Back in 2013, Elon Musk proposed an innovative mode of transport: commuters travelling at 700 miles per hour in pods within tubes. This may have seemed like the stuff of science fiction a few years ago, but the hyperloop completed its first successful test ride last year and if you visit the Middle East, you could experience the hyperloop for yourself in just two years’ time. According to CNBC, Hyperloop Transportation Technologies is aiming to build a hyperloop track which will be operational by 2020. The Abu Dhabi-based track will be the first 10km of a longer network “to connect all the Emirates. Dubai, Abu Dhabi and eventually Saudi Arabia.” Hyperloop Transportation Technologies’ chairman Bibop Gresta told CNBC “It will be like a very comfortable airplane — without all the bumps and the problems of an airplane.” The potential is pretty much unlimited, but if the hype is true, it should significantly reduce time travelling between cities. According to NBC, Musk’s Boring Company’s planned hyperloop between Washington DC and New York City would reduce the travel time from just under three hours (on the fastest Amtrak trains) to half an hour.

SELF-DRIVING CARS

According to Business Insider, 38 percent of America’s largest cities have incorporated autonomous vehicles in their long-range transportation planning. Which is smart, because self-driving cars aren’t just the future of transport but the present — according to Wired, Waymo’s driverless cars have been running in Arizona since July 2017 . Self-driving cars or Autonomous Vehicles (AVs) could completely transform cities. As The New York Times has reported, in a fully-automated future both traffic lights and signs would vanish since “Robots…won’t need signs to optimize the way they move through urban landscapes.” They also report that AVs could speed up the pace of traffic since robot drivers won’t need the same amount of time to consider and navigate intersections.

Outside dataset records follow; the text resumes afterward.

//! Operator catalog.
//!
//! The declared table of element-wise operators. Table order is the public
//! catalog order: generated wrappers, the operation registry and the kernel
//! matrix all follow it.

use std::fmt;

use serde::{Deserialize, Serialize};

use crate::error::RegistryError;
use crate::normalize::{OperatorDescriptor, normalize_catalog};

/// Number of operands an operator takes.
#[derive(Debug, Clone, Copy, PartialEq, Eq, Hash, Serialize, Deserialize)]
pub enum Arity {
    /// One operand
    Unary,
    /// Two operands
    Binary,
}

impl Arity {
    /// Operand count
    pub const fn operands(self) -> usize {
        match self {
            Arity::Unary => 1,
            Arity::Binary => 2,
        }
    }
}

impl fmt::Display for Arity {
    fn fmt(&self, f: &mut fmt::Formatter<'_>) -> fmt::Result {
        match self {
            Arity::Unary => f.write_str("unary"),
            Arity::Binary => f.write_str("binary"),
        }
    }
}

/// Result representation of a comparison.
#[derive(Debug, Clone, Copy, PartialEq, Eq, Hash, Serialize, Deserialize)]
pub enum ResultKind {
    /// One `bool` per element
    BoolMask,
    /// One element of the input type per element: one when the predicate
    /// holds, zero otherwise
    SameType,
}

impl ResultKind {
    /// Both result kinds, in matrix order.
    pub const ALL: [ResultKind; 2] = [ResultKind::BoolMask, ResultKind::SameType];

    /// Kernel-name fragment (`Bools` / `Same`).
    pub const fn fragment(self) -> &'static str {
        match self {
            ResultKind::BoolMask => "Bools",
            ResultKind::SameType => "Same",
        }
    }
}

/// Operand layout of a kernel.
#[derive(Debug, Clone, Copy, PartialEq, Eq, Hash, Serialize, Deserialize)]
pub enum Shape {
    /// Two sequences of equal length
    ArrayArray,
    /// A sequence and one broadcast value
    ArrayScalar,
}

impl Shape {
    /// Both shapes, in matrix order.
    pub const ALL: [Shape; 2] = [Shape::ArrayArray, Shape::ArrayScalar];

    /// Kernel-name fragment (`DD` / `DS`).
    pub const fn fragment(self) -> &'static str {
        match self {
            Shape::ArrayArray => "DD",
            Shape::ArrayScalar => "DS",
        }
    }
}

impl fmt::Display for Shape {
    fn fmt(&self, f: &mut fmt::Formatter<'_>) -> fmt::Result {
        match self {
            Shape::ArrayArray => f.write_str("array-array"),
            Shape::ArrayScalar => f.write_str("array-scalar"),
        }
    }
}

/// Element-wise comparison operators.
#[derive(Debug, Clone, Copy, PartialEq, Eq, Hash, Serialize, Deserialize)]
pub enum CmpOp {
    /// `a == b`
    Eq,
    /// `a != b`
    Ne,
    /// `a > b`
    Gt,
    /// `a >= b`
    Gte,
    /// `a < b`
    Lt,
    /// `a <= b`
    Lte,
}

impl CmpOp {
    /// All comparison operators, in matrix order.
    pub const ALL: [CmpOp; 6] = [
        CmpOp::Eq,
        CmpOp::Ne,
        CmpOp::Gt,
        CmpOp::Gte,
        CmpOp::Lt,
        CmpOp::Lte,
    ];

    /// Lower-case prefix used in kernel names.
    pub const fn prefix(self) -> &'static str {
        match self {
            CmpOp::Eq => "eq",
            CmpOp::Ne => "ne",
            CmpOp::Gt => "gt",
            CmpOp::Gte => "gte",
            CmpOp::Lt => "lt",
            CmpOp::Lte => "lte",
        }
    }

    /// Public API name.
    pub const fn public_name(self) -> &'static str {
        match self {
            CmpOp::Eq => "Eq",
            CmpOp::Ne => "Ne",
            CmpOp::Gt => "Gt",
            CmpOp::Gte => "Gte",
            CmpOp::Lt => "Lt",
            CmpOp::Lte => "Lte",
        }
    }

    /// Ordering operators need an orderable element kind.
    pub const fn is_ordering(self) -> bool {
        matches!(self, CmpOp::Gt | CmpOp::Gte | CmpOp::Lt | CmpOp::Lte)
    }

    /// Resolve a kernel-name prefix.
    pub fn from_prefix(prefix: &str) -> Option<CmpOp> {
        CmpOp::ALL.into_iter().find(|op| op.prefix() == prefix)
    }
}

impl fmt::Display for CmpOp {
    fn fmt(&self, f: &mut fmt::Formatter<'_>) -> fmt::Result {
        f.write_str(self.public_name())
    }
}

/// One row of the operator table.
#[derive(Debug, Clone, Copy, PartialEq, Eq)]
pub struct OperatorSpec {
    /// Opcode identifier (e.g. `"LtOpType"`)
    pub internal_name: &'static str,
    /// Operand count
    pub arity: Arity,
    /// Result representations the operator can produce
    pub result_kinds: &'static [ResultKind],
    /// Whether operands must be orderable
    pub orderable: bool,
    /// Kernel-matrix operator, for comparisons
    pub comparison: Option<CmpOp>,
}

const SAME_ONLY: &[ResultKind] = &[ResultKind::SameType];
const MASK_OR_SAME: &[ResultKind] = &[ResultKind::BoolMask, ResultKind::SameType];

impl OperatorSpec {
    /// Arithmetic unary operator.
    pub const fn unary(internal_name: &'static str) -> Self {
        Self {
            internal_name,
            arity: Arity::Unary,
            result_kinds: SAME_ONLY,
            orderable: false,
            comparison: None,
        }
    }

    /// Arithmetic binary operator.
    pub const fn binary(internal_name: &'static str) -> Self {
        Self {
            internal_name,
            arity: Arity::Binary,
            result_kinds: SAME_ONLY,
            orderable: false,
            comparison: None,
        }
    }

    /// Binary comparison backed by the kernel matrix.
    pub const fn comparison(internal_name: &'static str, op: CmpOp) -> Self {
        Self {
            internal_name,
            arity: Arity::Binary,
            result_kinds: MASK_OR_SAME,
            orderable: op.is_ordering(),
            comparison: Some(op),
        }
    }

    /// Normalized descriptor for this row.
    pub fn descriptor(&self) -> OperatorDescriptor {
        OperatorDescriptor::new(self.internal_name, self.arity)
    }
}

/// Unary element-wise operators.
pub static UNARY_OPERATORS: &[OperatorSpec] = &[
    OperatorSpec::unary("AbsOpType"),
    OperatorSpec::unary("SignOpType"),
    OperatorSpec::unary("CeilOpType"),
    OperatorSpec::unary("FloorOpType"),
    OperatorSpec::unary("SinOpType"),
    OperatorSpec::unary("CosOpType"),
    OperatorSpec::unary("ExpOpType"),
    OperatorSpec::unary("LnOpType"),
    OperatorSpec::unary("Log2OpType"),
    OperatorSpec::unary("NegOpType"),
    OperatorSpec::unary("SquareOpType"),
    OperatorSpec::unary("SqrtOpType"),
    OperatorSpec::unary("InverseOpType"),
    OperatorSpec::unary("InverseSqrtOpType"),
    OperatorSpec::unary("CubeOpType"),
    OperatorSpec::unary("TanhOpType"),
    OperatorSpec::unary("SigmoidOpType"),
    OperatorSpec::unary("Log1pOpType"),
    OperatorSpec::unary("Expm1OpType"),
    OperatorSpec::unary("SoftplusOpType"),
];

/// Binary element-wise operators.
pub static BINARY_OPERATORS: &[OperatorSpec] = &[
    OperatorSpec::binary("AddOpType"),
    OperatorSpec::binary("SubOpType"),
    OperatorSpec::binary("MulOpType"),
    OperatorSpec::binary("DivOpType"),
    OperatorSpec::binary("PowOpType"),
    OperatorSpec::comparison("LtOpType", CmpOp::Lt),
    OperatorSpec::comparison("GtOpType", CmpOp::Gt),
    OperatorSpec::comparison("LteOpType", CmpOp::Lte),
    OperatorSpec::comparison("GteOpType", CmpOp::Gte),
    OperatorSpec::comparison("EqOpType", CmpOp::Eq),
    OperatorSpec::comparison("NeOpType", CmpOp::Ne),
];

/// Table for one arity.
pub fn operators(arity: Arity) -> &'static [OperatorSpec] {
    match arity {
        Arity::Unary => UNARY_OPERATORS,
        Arity::Binary => BINARY_OPERATORS,
    }
}

/// Normalized descriptors for one arity, in table order.
pub fn descriptors(arity: Arity) -> Result<Vec<OperatorDescriptor>, RegistryError> {
    normalize_catalog(operators(arity).iter().map(|spec| spec.internal_name), arity)
}

/// Find a table row by internal or public name.
pub fn find_operator(name: &str) -> Option<&'static OperatorSpec> {
    UNARY_OPERATORS
        .iter()
        .chain(BINARY_OPERATORS)
        .find(|spec| spec.internal_name == name || spec.descriptor().public_name == name)
}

And this isn’t just about individual cars, but self-driving public transport for the masses. In December 2017, multiple self-driving public buses started taking passengers around Guangdong in China. While most currently operational autonomous buses are minibuses, Mashable reports these four buses are able to carry up to 19 passengers. Curbed claims that buses of the future may not resemble anything we’d normally associate with a bus, instead being a multi-vehicle system of “larger vehicles on fixed routes, adding smaller autonomous shuttles as a kind of feeder system” in order to stay attractive to those who prefer the Uber model.

FORGET PERSONAL CARS

Business Insider reports that in 2017, Stanford economist and RethinkX think tank cofounder Tony Seba and tech investor James Arbib released a study which claimed that private ownership will drop 80% by 2030 in the US and that electric ride-shares will be between 4–10 times cheaper per mile than buying a new car by 2021. What would this mean for cities? The report claimed that when these vehicles drop off passengers, they would then keep going to pick up new passengers, and as such, may never need to park which would mean whole new swathes of land formerly used for parking lots would be available. According to Business Insider, we’re already seeing some potential uses for the land in San Francisco, which has turned some of its parking spaces into “parklets,” which sound like mini parks — “small grassy public spaces that include benches, plants, and (sometimes) artwork.”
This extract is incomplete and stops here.